Required work >> If a line in the records below contains the word "warn", return that line.

=== Begin Enclosure ===

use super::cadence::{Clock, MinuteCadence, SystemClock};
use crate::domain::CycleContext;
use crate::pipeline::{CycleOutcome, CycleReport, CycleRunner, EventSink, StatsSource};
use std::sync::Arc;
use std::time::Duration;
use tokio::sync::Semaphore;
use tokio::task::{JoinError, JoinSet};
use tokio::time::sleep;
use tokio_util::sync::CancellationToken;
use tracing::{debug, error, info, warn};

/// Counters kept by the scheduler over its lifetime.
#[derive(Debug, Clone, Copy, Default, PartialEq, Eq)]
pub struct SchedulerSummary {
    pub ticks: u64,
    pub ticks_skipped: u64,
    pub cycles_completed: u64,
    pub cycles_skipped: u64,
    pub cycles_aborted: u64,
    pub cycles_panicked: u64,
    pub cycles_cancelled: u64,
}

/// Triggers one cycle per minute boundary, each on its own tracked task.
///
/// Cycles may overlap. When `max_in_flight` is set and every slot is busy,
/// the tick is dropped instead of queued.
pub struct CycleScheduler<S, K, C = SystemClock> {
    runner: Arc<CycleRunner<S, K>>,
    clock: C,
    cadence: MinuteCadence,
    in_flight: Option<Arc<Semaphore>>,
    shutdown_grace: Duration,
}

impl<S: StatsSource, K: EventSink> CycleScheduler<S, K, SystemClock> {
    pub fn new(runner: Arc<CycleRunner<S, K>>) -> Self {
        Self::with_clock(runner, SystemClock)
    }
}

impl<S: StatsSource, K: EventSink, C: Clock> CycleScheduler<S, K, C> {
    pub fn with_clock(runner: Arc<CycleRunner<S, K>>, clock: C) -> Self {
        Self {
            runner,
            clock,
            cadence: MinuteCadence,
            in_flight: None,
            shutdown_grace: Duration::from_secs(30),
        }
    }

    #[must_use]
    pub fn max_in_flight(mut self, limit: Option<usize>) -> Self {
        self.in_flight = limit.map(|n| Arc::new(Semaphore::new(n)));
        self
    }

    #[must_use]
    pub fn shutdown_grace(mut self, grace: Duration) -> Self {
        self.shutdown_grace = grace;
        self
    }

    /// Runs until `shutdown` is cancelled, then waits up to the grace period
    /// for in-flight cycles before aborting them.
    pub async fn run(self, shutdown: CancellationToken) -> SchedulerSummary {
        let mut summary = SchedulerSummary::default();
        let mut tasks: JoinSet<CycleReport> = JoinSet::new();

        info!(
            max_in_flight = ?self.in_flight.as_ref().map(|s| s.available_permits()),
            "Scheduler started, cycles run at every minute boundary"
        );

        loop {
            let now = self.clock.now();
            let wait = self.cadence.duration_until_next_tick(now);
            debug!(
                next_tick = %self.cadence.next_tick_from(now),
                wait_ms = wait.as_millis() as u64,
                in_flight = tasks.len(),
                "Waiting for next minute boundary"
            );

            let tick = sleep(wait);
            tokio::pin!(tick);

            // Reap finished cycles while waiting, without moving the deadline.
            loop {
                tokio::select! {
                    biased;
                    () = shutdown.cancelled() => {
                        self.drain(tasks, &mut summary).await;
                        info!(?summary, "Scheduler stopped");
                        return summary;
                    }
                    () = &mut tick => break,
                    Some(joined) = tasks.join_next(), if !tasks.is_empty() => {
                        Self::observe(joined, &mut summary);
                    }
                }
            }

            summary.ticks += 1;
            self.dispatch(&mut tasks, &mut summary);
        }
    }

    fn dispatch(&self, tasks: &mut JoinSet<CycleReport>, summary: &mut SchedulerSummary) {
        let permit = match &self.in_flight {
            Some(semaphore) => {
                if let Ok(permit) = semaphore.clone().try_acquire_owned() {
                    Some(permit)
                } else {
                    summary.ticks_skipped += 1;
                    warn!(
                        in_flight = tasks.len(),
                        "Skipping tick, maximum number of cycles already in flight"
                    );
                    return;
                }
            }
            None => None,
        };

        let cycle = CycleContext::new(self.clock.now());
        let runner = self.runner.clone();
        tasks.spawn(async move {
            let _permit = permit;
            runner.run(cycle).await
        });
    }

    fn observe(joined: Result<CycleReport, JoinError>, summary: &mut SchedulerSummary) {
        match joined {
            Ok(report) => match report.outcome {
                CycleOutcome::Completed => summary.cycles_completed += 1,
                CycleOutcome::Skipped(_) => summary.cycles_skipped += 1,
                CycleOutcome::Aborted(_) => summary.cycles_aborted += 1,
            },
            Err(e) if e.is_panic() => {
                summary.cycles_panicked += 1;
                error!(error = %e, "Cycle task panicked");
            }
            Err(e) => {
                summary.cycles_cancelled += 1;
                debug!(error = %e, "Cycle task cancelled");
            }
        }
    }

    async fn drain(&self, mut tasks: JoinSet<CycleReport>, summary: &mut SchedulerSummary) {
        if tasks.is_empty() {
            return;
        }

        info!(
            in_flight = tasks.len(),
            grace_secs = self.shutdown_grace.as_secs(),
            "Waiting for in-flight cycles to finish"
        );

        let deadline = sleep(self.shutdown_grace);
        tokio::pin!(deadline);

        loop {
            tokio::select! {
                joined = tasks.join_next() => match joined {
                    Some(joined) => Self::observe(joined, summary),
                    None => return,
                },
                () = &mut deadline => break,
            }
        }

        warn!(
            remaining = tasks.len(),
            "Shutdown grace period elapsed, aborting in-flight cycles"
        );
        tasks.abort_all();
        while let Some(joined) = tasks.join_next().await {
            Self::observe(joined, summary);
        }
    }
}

=== End Enclosure ===

The answer >>
use tracing::{debug, error, info, warn};
                    warn!(
        warn!(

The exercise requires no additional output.